One thing I’ve known from the very start, and one thing that’s never changed is that you, whether you’re still the version of you I first met or the one I know by heart now, have always carried yourself with the same kind of sweetness. A little graceful, a little talkactive, the one that always knowing how to hold herself in front of others. That’s how you’ve always appeared to me.
Even this wish comes a little late on the clock, I’m still here to say, from the softest corner of my heart, happiest birthday to you. I’m endlessly glad for how close we’ve become, to hear your laughter, get to witness even the restless parts of you, to listen all the random little stories you collect from sea creatures to the elements of water and from office gossip to the tiniest misfortunes we carry through the week, and to fill a whole screen just to talk about coffee, snacks, and homemade meals. I’m beyond glad to have found myself in the middle of all these little things with you.

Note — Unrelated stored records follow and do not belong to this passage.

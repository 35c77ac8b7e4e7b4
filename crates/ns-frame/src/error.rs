//! Error types for ns-frame.

use thiserror::Error;

/// Column graph definition errors.
///
/// All of these are raised before the first row is evaluated.
#[derive(Error, Debug, Clone, PartialEq, Eq)]
pub enum GraphError {
    /// A column with this name is already registered.
    #[error("duplicate column: '{0}'")]
    DuplicateColumn(String),

    /// A column lists a dependency that is not registered.
    #[error("column '{column}' depends on unknown column '{dependency}'")]
    UnknownDependency {
        /// Column declaring the dependency.
        column: String,
        /// Missing dependency name.
        dependency: String,
    },

    /// A requested column (e.g. bound to a histogram) is not registered.
    #[error("unknown column: '{0}'")]
    UnknownColumn(String),

    /// The dependency chain loops back on itself.
    ///
    /// The path starts and ends with the same column name.
    #[error("cyclic dependency: {}", .0.join(" -> "))]
    CyclicDependency(Vec<String>),
}

/// ns-frame error type
#[derive(Error, Debug)]
pub enum FrameError {
    /// Malformed input parameter (event count, binning, reference frame).
    #[error("invalid argument: {0}")]
    InvalidArgument(String),

    /// Column graph definition error
    #[error("column graph error: {0}")]
    Graph(#[from] GraphError),

    /// A column evaluator received a value it cannot handle.
    #[error("evaluation error: {0}")]
    Evaluation(String),

    /// Lifecycle violation (second run, attaching after run, feeding a finalized sink).
    #[error("pipeline error: {0}")]
    Pipeline(String),

    /// Output container could not be opened, written or closed.
    #[error("persistence error: {0}")]
    Persistence(String),
}

/// Result type alias
pub type Result<T> = std::result::Result<T, FrameError>;
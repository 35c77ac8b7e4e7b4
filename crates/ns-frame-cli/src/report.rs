//! Console summary of the finalized histograms.

use std::fmt::Write;
use std::path::Path;

use ns_frame::AnalysisResult;

/// Render the run summary: output path, event count, then mean/rms per histogram.
pub fn render(output: &Path, n_events: usize, result: &AnalysisResult) -> String {
    let mut out = String::new();
    let _ = writeln!(out, "Wrote {} with {} events.", output.display(), n_events);
    let labels = ["Mass", "Pt", "Rap", "ΔE"];
    for (label, h) in labels.iter().zip(result.histograms()) {
        let _ = writeln!(out, "{label} mean={} rms={}", h.mean(), h.rms());
    }
    out
}
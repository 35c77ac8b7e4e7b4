//! Histogram output containers.
//!
//! [`JsonContainer`] writes a single JSON document:
//!
//! ```text
//! {
//!   "format": "ns-frame-histograms",
//!   "version": 1,
//!   "objects": [ { "key": "h_mass", "title": ..., "bin_counts": [...], ... }, ... ]
//! }
//! ```
//!
//! Objects keep insertion order. Non-finite statistics (mean/rms of an empty
//! histogram, sums that overflowed `f64`) are written as `null`.

use std::fs::File;
use std::io::{BufWriter, Write};
use std::path::{Path, PathBuf};

use serde::{Deserialize, Serialize};

use crate::error::{FrameError, Result};
use crate::histogram::Histogram1D;

/// Container format tag.
pub const CONTAINER_FORMAT: &str = "ns-frame-histograms";
/// Container format version.
pub const CONTAINER_VERSION: u32 = 1;

/// Sink for finalized histograms.
pub trait HistogramWriter {
    /// Store `histogram` under `name`.
    fn write(&mut self, name: &str, histogram: &Histogram1D) -> Result<()>;

    /// Finalize the container.
    fn close(self) -> Result<()>
    where
        Self: Sized;
}

/// One stored histogram.
#[derive(Debug, Clone, PartialEq, Serialize, Deserialize)]
pub struct StoredHistogram {
    /// Container key.
    pub key: String,
    /// Histogram title.
    pub title: String,
    /// X axis label.
    pub x_label: String,
    /// Y axis label.
    pub y_label: String,
    /// Number of bins.
    pub n_bins: usize,
    /// Lower edge of the first bin.
    pub x_min: f64,
    /// Upper edge of the last bin.
    pub x_max: f64,
    /// Bin edges (length `n_bins + 1`).
    pub bin_edges: Vec<f64>,
    /// Per-bin counts.
    pub bin_counts: Vec<u64>,
    /// Underflow count.
    pub underflow: u64,
    /// Overflow count.
    pub overflow: u64,
    /// Non-finite entries.
    pub non_finite: u64,
    /// Total entries.
    pub entries: u64,
    /// Sum of finite values (null when it overflowed).
    pub sum: Option<f64>,
    /// Sum of squares of finite values (null when it overflowed).
    pub sum_sq: Option<f64>,
    /// Mean (null when undefined).
    pub mean: Option<f64>,
    /// RMS (null when undefined).
    pub rms: Option<f64>,
}

impl StoredHistogram {
    fn from_histogram(key: &str, h: &Histogram1D) -> Self {
        let finite = |x: f64| if x.is_finite() { Some(x) } else { None };
        Self {
            key: key.to_string(),
            title: h.title().to_string(),
            x_label: h.x_label().to_string(),
            y_label: h.y_label().to_string(),
            n_bins: h.n_bins(),
            x_min: h.x_min(),
            x_max: h.x_max(),
            bin_edges: h.bin_edges(),
            bin_counts: h.bin_counts().to_vec(),
            underflow: h.underflow(),
            overflow: h.overflow(),
            non_finite: h.non_finite(),
            entries: h.entries(),
            sum: finite(h.sum()),
            sum_sq: finite(h.sum_sq()),
            mean: finite(h.mean()),
            rms: finite(h.rms()),
        }
    }
}

#[derive(Debug, Serialize, Deserialize)]
struct ContainerDocument {
    format: String,
    version: u32,
    objects: Vec<StoredHistogram>,
}

/// JSON histogram container, opened in create/overwrite mode.
pub struct JsonContainer {
    path: PathBuf,
    writer: BufWriter<File>,
    objects: Vec<StoredHistogram>,
}

impl JsonContainer {
    /// Create (or truncate) the container file.
    pub fn create(path: impl AsRef<Path>) -> Result<Self> {
        let path = path.as_ref().to_path_buf();
        let file = File::create(&path).map_err(|e| {
            FrameError::Persistence(format!("cannot create {}: {e}", path.display()))
        })?;
        tracing::debug!(path = %path.display(), "opened histogram container");
        Ok(Self { path, writer: BufWriter::new(file), objects: Vec::new() })
    }

    /// Path of the container file.
    pub fn path(&self) -> &Path {
        &self.path
    }

    /// Read back every histogram stored in a container file.
    pub fn read(path: impl AsRef<Path>) -> Result<Vec<StoredHistogram>> {
        let path = path.as_ref();
        let bytes = std::fs::read(path).map_err(|e| {
            FrameError::Persistence(format!("cannot read {}: {e}", path.display()))
        })?;
        let doc: ContainerDocument = serde_json::from_slice(&bytes).map_err(|e| {
            FrameError::Persistence(format!("malformed container {}: {e}", path.display()))
        })?;
        if doc.format != CONTAINER_FORMAT {
            return Err(FrameError::Persistence(format!(
                "{}: unexpected container format '{}'",
                path.display(),
                doc.format
            )));
        }
        Ok(doc.objects)
    }
}

impl HistogramWriter for JsonContainer {
    fn write(&mut self, name: &str, histogram: &Histogram1D) -> Result<()> {
        if !histogram.is_finalized() {
            return Err(FrameError::Persistence(format!(
                "histogram '{}' is not finalized",
                histogram.name()
            )));
        }
        if self.objects.iter().any(|o| o.key == name) {
            return Err(FrameError::Persistence(format!(
                "key '{name}' already written to {}",
                self.path.display()
            )));
        }
        self.objects.push(StoredHistogram::from_histogram(name, histogram));
        Ok(())
    }

    fn close(mut self) -> Result<()> {
        let doc = ContainerDocument {
            format: CONTAINER_FORMAT.to_string(),
            version: CONTAINER_VERSION,
            objects: std::mem::take(&mut self.objects),
        };
        let path = self.path;
        let fail = |e: &dyn std::fmt::Display| {
            FrameError::Persistence(format!("cannot write {}: {e}", path.display()))
        };

        serde_json::to_writer_pretty(&mut self.writer, &doc).map_err(|e| fail(&e))?;
        self.writer.write_all(b"\n").map_err(|e| fail(&e))?;
        let file = self.writer.into_inner().map_err(|e| fail(&e))?;
        file.sync_all().map_err(|e| fail(&e))?;

        tracing::info!(path = %path.display(), objects = doc.objects.len(), "closed histogram container");
        Ok(())
    }
}
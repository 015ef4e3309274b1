//! Document store abstraction for mongo-fog.
//!
//! This crate defines the `DocumentStore` trait that the transformation
//! engine reads and writes through, together with two implementations:
//!
//! - [`MongoStore`] - backed by the official `mongodb` driver
//! - [`memory::MemoryStore`] - in-process store used by the engine's tests
//!
//! The trait works on `bson::Document` values and `fog_core` payload types so
//! callers never touch driver types directly.

mod error;
pub mod memory;
mod mongo;
mod traits;

pub use error::{StoreError, DUPLICATE_KEY_CODE};
pub use memory::MemoryStore;
pub use mongo::MongoStore;
pub use traits::{DocumentStore, DocumentStream};
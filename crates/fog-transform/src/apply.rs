//! Apply a whole fog configuration.

use crate::compile::compile_generators;
use crate::error::FogError;
use crate::operations::UpdateOperations;
use crate::transform::{CollectionTransformer, TransformMetrics, MAX_UPDATE_ATTEMPTS};
use crate::vacate::CollectionVacator;
use bson::Document;
use fog_core::{CollectionSpec, FogConfig, Namespace};
use fog_generator::GeneratorRegistry;
use fog_store::DocumentStore;
use rand::rngs::StdRng;
use rand::{Rng, SeedableRng};
use serde_yaml::Mapping;
use std::sync::Arc;
use tracing::{debug, info};

/// Options for a fog run.
#[derive(Debug, Clone, PartialEq, Eq)]
pub struct FogOptions {
    /// Generate and iterate, but never write or delete.
    pub dry_run: bool,
    /// Update attempts per document before a duplicate key aborts the run.
    pub max_attempts: u32,
    /// Seed for the run's RNG; `None` seeds from the OS.
    pub seed: Option<u64>,
}

impl Default for FogOptions {
    fn default() -> Self {
        Self {
            dry_run: false,
            max_attempts: MAX_UPDATE_ATTEMPTS,
            seed: None,
        }
    }
}

/// What happened to one collection.
#[derive(Debug, Clone, PartialEq)]
pub enum CollectionOutcome {
    Vacated { deleted: u64 },
    Transformed(TransformMetrics),
}

#[derive(Debug, Clone, PartialEq)]
pub struct CollectionReport {
    pub namespace: Namespace,
    pub outcome: CollectionOutcome,
}

/// Per-collection results of a completed run.
#[derive(Debug, Clone, Default, PartialEq)]
pub struct FogSummary {
    pub collections: Vec<CollectionReport>,
}

impl FogSummary {
    pub fn documents_updated(&self) -> u64 {
        self.collections
            .iter()
            .map(|report| match &report.outcome {
                CollectionOutcome::Transformed(metrics) => metrics.documents_updated,
                CollectionOutcome::Vacated { .. } => 0,
            })
            .sum()
    }

    pub fn documents_deleted(&self) -> u64 {
        self.collections
            .iter()
            .map(|report| match &report.outcome {
                CollectionOutcome::Vacated { deleted } => *deleted,
                CollectionOutcome::Transformed(_) => 0,
            })
            .sum()
    }

    pub fn get(&self, namespace: &Namespace) -> Option<&CollectionOutcome> {
        self.collections
            .iter()
            .find(|report| &report.namespace == namespace)
            .map(|report| &report.outcome)
    }
}

/// Drives a [`FogConfig`] against a store, one collection at a time.
pub struct ConfigApplier<'a, S: DocumentStore> {
    store: &'a S,
    registry: Arc<GeneratorRegistry>,
    options: FogOptions,
    rng: StdRng,
}

impl<'a, S: DocumentStore> ConfigApplier<'a, S> {
    pub fn new(store: &'a S, registry: Arc<GeneratorRegistry>, options: FogOptions) -> Self {
        let rng = match options.seed {
            Some(seed) => StdRng::seed_from_u64(seed),
            None => StdRng::from_os_rng(),
        };
        Self {
            store,
            registry,
            options,
            rng,
        }
    }

    /// Apply every configured collection.
    ///
    /// Collections are processed sequentially; the first error stops the
    /// run. Collections already processed are not rolled back.
    pub async fn apply(&mut self, config: &FogConfig) -> Result<FogSummary, FogError> {
        let mut summary = FogSummary::default();

        for database in &config.transform.databases {
            info!("db: {}", database.name);

            for entry in &database.collections {
                info!("- collection: {}", entry.name);
                let namespace = Namespace::new(&database.name, &entry.name);

                let outcome = match &entry.spec {
                    CollectionSpec::Vacate => CollectionOutcome::Vacated {
                        deleted: self.vacate_collection(&namespace).await?,
                    },
                    CollectionSpec::Fields(fields) => {
                        let filter = config.filters.get(&database.name, &entry.name);
                        CollectionOutcome::Transformed(
                            self.transform_collection(&namespace, fields, filter).await?,
                        )
                    }
                };

                summary.collections.push(CollectionReport { namespace, outcome });
            }
        }

        info!(
            "Fog complete: {} collections, {} documents updated, {} documents deleted",
            summary.collections.len(),
            summary.documents_updated(),
            summary.documents_deleted()
        );
        Ok(summary)
    }

    /// Remove every document of one collection.
    pub async fn vacate_collection(&self, namespace: &Namespace) -> Result<u64, FogError> {
        CollectionVacator::new(self.store)
            .with_dry_run(self.options.dry_run)
            .vacate(namespace)
            .await
    }

    /// Compile `fields` and rewrite the documents of one collection.
    pub async fn transform_collection(
        &mut self,
        namespace: &Namespace,
        fields: &Mapping,
        filter: Option<&Document>,
    ) -> Result<TransformMetrics, FogError> {
        let compiled = compile_generators(fields, &self.registry)?;
        debug!(
            "Compiled {} field generators for {}",
            compiled.len(),
            namespace
        );

        let rng = StdRng::seed_from_u64(self.rng.random());
        let mut operations = UpdateOperations::new(compiled, Arc::clone(&self.registry), rng);

        CollectionTransformer::new(self.store)
            .with_max_attempts(self.options.max_attempts)
            .with_dry_run(self.options.dry_run)
            .transform(namespace, &mut operations, filter)
            .await
    }
}
//! Person name and contact generators.

use super::{digits, pick};
use bson::Bson;
use rand::Rng;

pub(crate) const FIRST_NAMES: &[&str] = &[
    "Ada", "Alan", "Alice", "Amara", "Ann", "Arjun", "Ben", "Bob", "Carla", "Chen", "Dana",
    "David", "Elena", "Emil", "Farah", "Grace", "Hana", "Hugo", "Ines", "Ivan", "Jonas", "Julia",
    "Kai", "Lara", "Leo", "Lina", "Marco", "Maya", "Nia", "Noah", "Omar", "Priya", "Quinn",
    "Rosa", "Sam", "Sara", "Tomas", "Uma", "Victor", "Wen", "Yara", "Zoe",
];

pub(crate) const LAST_NAMES: &[&str] = &[
    "Abbott", "Bauer", "Castillo", "Dubois", "Evans", "Fischer", "Garcia", "Hansen", "Ito",
    "Jensen", "Kowalski", "Larsen", "Moreau", "Nakamura", "Okafor", "Petrov", "Quintero",
    "Rossi", "Schmidt", "Tanaka", "Ueda", "Varga", "Weber", "Xu", "Yilmaz", "Zimmerman",
];

pub fn first_name<R: Rng>(rng: &mut R) -> Bson {
    Bson::String(pick(rng, FIRST_NAMES).to_string())
}

pub fn last_name<R: Rng>(rng: &mut R) -> Bson {
    Bson::String(pick(rng, LAST_NAMES).to_string())
}

pub fn name<R: Rng>(rng: &mut R) -> Bson {
    Bson::String(format!("{} {}", pick(rng, FIRST_NAMES), pick(rng, LAST_NAMES)))
}

/// Lowercase login such as `ada.okafor` or `leo42`.
pub fn user_name<R: Rng>(rng: &mut R) -> Bson {
    Bson::String(random_user_name(rng))
}

pub(crate) fn random_user_name<R: Rng>(rng: &mut R) -> String {
    let first = pick(rng, FIRST_NAMES).to_lowercase();
    match rng.random_range(0..3) {
        0 => format!("{first}.{}", pick(rng, LAST_NAMES).to_lowercase()),
        1 => format!("{first}{}", rng.random_range(1..100)),
        _ => format!("{}{first}", pick(rng, LAST_NAMES).to_lowercase()),
    }
}

/// North-American style number using the fictional 555 exchange.
pub fn phone_number<R: Rng>(rng: &mut R) -> Bson {
    let area = rng.random_range(200..1000);
    Bson::String(format!("({area}) 555-{}", digits(rng, 4)))
}
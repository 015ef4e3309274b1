//! Per-document update payloads.

use crate::flatten::FlatMap;
use bson::Document;

/// Value written under each `$unset` path.
pub const UNSET_MARKER: i32 = 1;

/// The `$set` and `$unset` halves of one document update.
///
/// `set` only ever holds paths that already exist in the target document;
/// `unset` holds every path marked for deletion, present or not.
#[derive(Debug, Clone, Default, PartialEq)]
pub struct UpdatePayload {
    pub set: FlatMap,
    pub unset: FlatMap,
}

impl UpdatePayload {
    pub fn new(set: FlatMap, unset: FlatMap) -> Self {
        Self { set, unset }
    }

    /// True when the update would not change anything.
    pub fn is_empty(&self) -> bool {
        self.set.is_empty() && self.unset.is_empty()
    }

    /// Render as a MongoDB update document, omitting empty operators.
    pub fn to_update_document(&self) -> Document {
        let mut update = Document::new();
        if !self.set.is_empty() {
            update.insert("$set", self.set.clone());
        }
        if !self.unset.is_empty() {
            update.insert("$unset", self.unset.clone());
        }
        update
    }
}
//! Remove every document of a collection.

use crate::error::FogError;
use bson::Document;
use fog_core::Namespace;
use fog_store::DocumentStore;
use tracing::info;

/// Deletes all documents of a collection. Filters are never applied.
pub struct CollectionVacator<'a, S: DocumentStore> {
    store: &'a S,
    dry_run: bool,
}

impl<'a, S: DocumentStore> CollectionVacator<'a, S> {
    pub fn new(store: &'a S) -> Self {
        Self {
            store,
            dry_run: false,
        }
    }

    /// In dry-run mode documents are counted but not deleted.
    pub fn with_dry_run(mut self, dry_run: bool) -> Self {
        self.dry_run = dry_run;
        self
    }

    /// Delete every document in `namespace`, returning how many were removed.
    pub async fn vacate(&self, namespace: &Namespace) -> Result<u64, FogError> {
        let count = self
            .store
            .count_documents(namespace, Document::new())
            .await?;
        info!("-- Removing {} documents from {}...", count, namespace);

        if self.dry_run {
            info!("Dry-run mode: skipping delete of {}", namespace);
            return Ok(0);
        }

        let deleted = self.store.delete_many(namespace, Document::new()).await?;
        Ok(deleted)
    }
}

#[cfg(test)]
mod tests {
    use super::*;
    use bson::doc;
    use fog_store::MemoryStore;

    fn sessions() -> Namespace {
        Namespace::new("mydb", "sessions")
    }

    #[tokio::test]
    async fn test_vacate_removes_everything() {
        let store = MemoryStore::new();
        store.insert_many(&sessions(), (0..5).map(|i| doc! { "_id": i, "token": "t" }));

        let deleted = CollectionVacator::new(&store).vacate(&sessions()).await.unwrap();

        assert_eq!(deleted, 5);
        assert!(store.is_empty(&sessions()));
    }

    #[tokio::test]
    async fn test_vacate_empty_collection() {
        let store = MemoryStore::new();
        let deleted = CollectionVacator::new(&store).vacate(&sessions()).await.unwrap();
        assert_eq!(deleted, 0);
    }

    #[tokio::test]
    async fn test_vacate_dry_run() {
        let store = MemoryStore::new();
        store.insert_many(&sessions(), [doc! { "_id": 1 }]);

        let deleted = CollectionVacator::new(&store)
            .with_dry_run(true)
            .vacate(&sessions())
            .await
            .unwrap();

        assert_eq!(deleted, 0);
        assert_eq!(store.len(&sessions()), 1);
    }
}
//! MongoDB-backed document store.

use crate::error::StoreError;
use crate::traits::{DocumentStore, DocumentStream};
use bson::{doc, Bson, Document};
use fog_core::{Namespace, UpdatePayload};
use futures::{StreamExt, TryStreamExt};
use mongodb::options::ClientOptions;
use mongodb::{Client, Collection};
use std::time::Duration;

const CONNECT_TIMEOUT: Duration = Duration::from_secs(10);
const SERVER_SELECTION_TIMEOUT: Duration = Duration::from_secs(10);

/// [`DocumentStore`] over a single long-lived MongoDB client.
#[derive(Clone, Debug)]
pub struct MongoStore {
    client: Client,
}

impl MongoStore {
    /// Connect to MongoDB.
    ///
    /// # Arguments
    ///
    /// * `connection_string` - MongoDB connection string (e.g., "mongodb://localhost:27017")
    pub async fn connect(connection_string: &str) -> Result<Self, StoreError> {
        tracing::debug!("Parsing MongoDB connection options");
        let mut options = ClientOptions::parse(connection_string).await?;
        // Fail fast instead of hanging on an unreachable server
        options.connect_timeout = Some(CONNECT_TIMEOUT);
        options.server_selection_timeout = Some(SERVER_SELECTION_TIMEOUT);
        options.app_name = Some("mongo-fog".to_string());

        let client = Client::with_options(options)?;
        tracing::debug!("MongoDB client created");
        Ok(Self { client })
    }

    fn collection(&self, namespace: &Namespace) -> Collection<Document> {
        self.client
            .database(&namespace.database)
            .collection(&namespace.collection)
    }
}

#[async_trait::async_trait]
impl DocumentStore for MongoStore {
    async fn list_database_names(&self) -> Result<Vec<String>, StoreError> {
        Ok(self.client.list_database_names().await?)
    }

    async fn count_documents(
        &self,
        namespace: &Namespace,
        filter: Document,
    ) -> Result<u64, StoreError> {
        Ok(self.collection(namespace).count_documents(filter).await?)
    }

    async fn find(
        &self,
        namespace: &Namespace,
        filter: Document,
    ) -> Result<DocumentStream, StoreError> {
        let cursor = self.collection(namespace).find(filter).await?;
        Ok(cursor.map_err(StoreError::from).boxed())
    }

    async fn update_one(
        &self,
        namespace: &Namespace,
        id: &Bson,
        payload: &UpdatePayload,
    ) -> Result<(), StoreError> {
        if payload.is_empty() {
            tracing::trace!("Nothing to update for {id} in {namespace}");
            return Ok(());
        }
        self.collection(namespace)
            .update_one(doc! { "_id": id.clone() }, payload.to_update_document())
            .await?;
        Ok(())
    }

    async fn delete_many(
        &self,
        namespace: &Namespace,
        filter: Document,
    ) -> Result<u64, StoreError> {
        let result = self.collection(namespace).delete_many(filter).await?;
        Ok(result.deleted_count)
    }
}
//! Date and timestamp generators.

use bson::Bson;
use chrono::{DateTime, TimeZone, Utc};
use rand::Rng;

/// Upper bound for generated timestamps (2030-01-01T00:00:00Z).
const LATEST_TIMESTAMP: i64 = 1_893_456_000;

/// Random timestamp between the Unix epoch and 2030, with second precision.
fn random_datetime<R: Rng>(rng: &mut R) -> DateTime<Utc> {
    let secs = rng.random_range(0..LATEST_TIMESTAMP);
    Utc.timestamp_opt(secs, 0).single().unwrap_or_default()
}

/// Random BSON date.
pub fn date_time<R: Rng>(rng: &mut R) -> Bson {
    Bson::DateTime(bson::DateTime::from_chrono(random_datetime(rng)))
}

/// Random calendar date as a `YYYY-MM-DD` string.
pub fn date<R: Rng>(rng: &mut R) -> Bson {
    Bson::String(random_datetime(rng).format("%Y-%m-%d").to_string())
}

#[cfg(test)]
mod tests {
    use super::*;
    use chrono::NaiveDate;
    use rand::rngs::StdRng;
    use rand::SeedableRng;

    #[test]
    fn test_date_time_in_range() {
        let mut rng = StdRng::seed_from_u64(42);
        for _ in 0..100 {
            match date_time(&mut rng) {
                Bson::DateTime(dt) => {
                    let millis = dt.timestamp_millis();
                    assert!(millis >= 0);
                    assert!(millis < LATEST_TIMESTAMP * 1000);
                }
                other => panic!("Expected DateTime, got {other:?}"),
            }
        }
    }

    #[test]
    fn test_date_format() {
        let mut rng = StdRng::seed_from_u64(42);
        let value = date(&mut rng);
        assert!(NaiveDate::parse_from_str(value.as_str().unwrap(), "%Y-%m-%d").is_ok());
    }
}
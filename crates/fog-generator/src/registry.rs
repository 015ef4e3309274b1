//! Name → generator lookup.

use crate::generators::BUILTINS;
use bson::Bson;
use rand::rngs::StdRng;
use std::collections::BTreeMap;
use std::fmt;
use std::sync::Arc;

/// A zero-argument (apart from the RNG) synthetic value producer.
pub type GeneratorFn = Arc<dyn Fn(&mut StdRng) -> Bson + Send + Sync>;

/// Registry of named generators.
///
/// Lookups are by exact name. Registering a name that already exists
/// replaces the previous generator.
#[derive(Clone, Default)]
pub struct GeneratorRegistry {
    generators: BTreeMap<String, GeneratorFn>,
}

impl GeneratorRegistry {
    /// Create an empty registry.
    pub fn new() -> Self {
        Self::default()
    }

    /// Create a registry holding every built-in generator.
    pub fn with_builtins() -> Self {
        let mut registry = Self::new();
        for (name, generator) in BUILTINS {
            registry.register(*name, *generator);
        }
        registry
    }

    /// Register (or replace) a generator under `name`.
    pub fn register<F>(&mut self, name: impl Into<String>, generator: F) -> &mut Self
    where
        F: Fn(&mut StdRng) -> Bson + Send + Sync + 'static,
    {
        self.generators.insert(name.into(), Arc::new(generator));
        self
    }

    pub fn lookup(&self, name: &str) -> Option<&GeneratorFn> {
        self.generators.get(name)
    }

    pub fn contains(&self, name: &str) -> bool {
        self.generators.contains_key(name)
    }

    /// Produce a fresh value from the named generator.
    pub fn generate(&self, name: &str, rng: &mut StdRng) -> Option<Bson> {
        self.lookup(name).map(|generator| generator(rng))
    }

    /// Registered names in sorted order.
    pub fn names(&self) -> impl Iterator<Item = &str> {
        self.generators.keys().map(String::as_str)
    }

    pub fn len(&self) -> usize {
        self.generators.len()
    }

    pub fn is_empty(&self) -> bool {
        self.generators.is_empty()
    }
}

impl fmt::Debug for GeneratorRegistry {
    fn fmt(&self, f: &mut fmt::Formatter<'_>) -> fmt::Result {
        f.debug_struct("GeneratorRegistry")
            .field("generators", &self.generators.keys().collect::<Vec<_>>())
            .finish()
    }
}
//! Store error types.

use mongodb::error::{ErrorKind, WriteFailure};
use thiserror::Error;

/// Server error code reported when a write violates a unique index.
pub const DUPLICATE_KEY_CODE: i32 = 11000;

/// Errors returned by a [`crate::DocumentStore`].
#[derive(Error, Debug)]
pub enum StoreError {
    /// A write collided with an existing value on a unique index.
    #[error("Duplicate key: {0}")]
    DuplicateKey(String),

    /// Any other MongoDB driver or server error.
    #[error("MongoDB error: {0}")]
    MongoDB(mongodb::error::Error),

    /// A document without an `_id` cannot be updated individually.
    #[error("Document in {namespace} has no _id")]
    MissingId { namespace: String },

    /// Error raised by a non-MongoDB store.
    #[error("Store error: {0}")]
    Other(String),
}

impl StoreError {
    pub fn is_duplicate_key(&self) -> bool {
        matches!(self, StoreError::DuplicateKey(_))
    }
}

impl From<mongodb::error::Error> for StoreError {
    fn from(err: mongodb::error::Error) -> Self {
        if is_duplicate_key(&err) {
            StoreError::DuplicateKey(err.to_string())
        } else {
            StoreError::MongoDB(err)
        }
    }
}

fn is_duplicate_key(err: &mongodb::error::Error) -> bool {
    match err.kind.as_ref() {
        ErrorKind::Write(WriteFailure::WriteError(write_error)) => {
            write_error.code == DUPLICATE_KEY_CODE
        }
        ErrorKind::Command(command_error) => command_error.code == DUPLICATE_KEY_CODE,
        _ => false,
    }
}

#[cfg(test)]
mod tests {
    use super::*;

    #[test]
    fn test_is_duplicate_key() {
        assert!(StoreError::DuplicateKey("E11000".to_string()).is_duplicate_key());
        assert!(!StoreError::Other("boom".to_string()).is_duplicate_key());
        assert!(!StoreError::MissingId {
            namespace: "mydb.users".to_string()
        }
        .is_duplicate_key());
    }
}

To me, Rachelle, you’ve always been the kind of person who remembers the small parts of someone, the parts even they might’ve long forgotten themselves. It’s almost absurd how you can recall how many times I’ve ranted about my annoying boss, or how you keep those scraps of stories, from the heavy ones to the laughably pointless, tucked somewhere in your mind. I love you for it. I love you for that particular shape your heart has taken.
I do believe that you’re going to grow into everything you’ve been working towards. You’ll gather every good thing you’ve been chasing simply because you’ve never been afraid to chase it. And most of all, you’ll be surrounded by the goodness you’ve planted in others, whether you meant to or not.
Let the strawberry have her strawberthday.
You know, I always wish you love.
From me and my imaginary basket of strawberries,
Keithara Prague.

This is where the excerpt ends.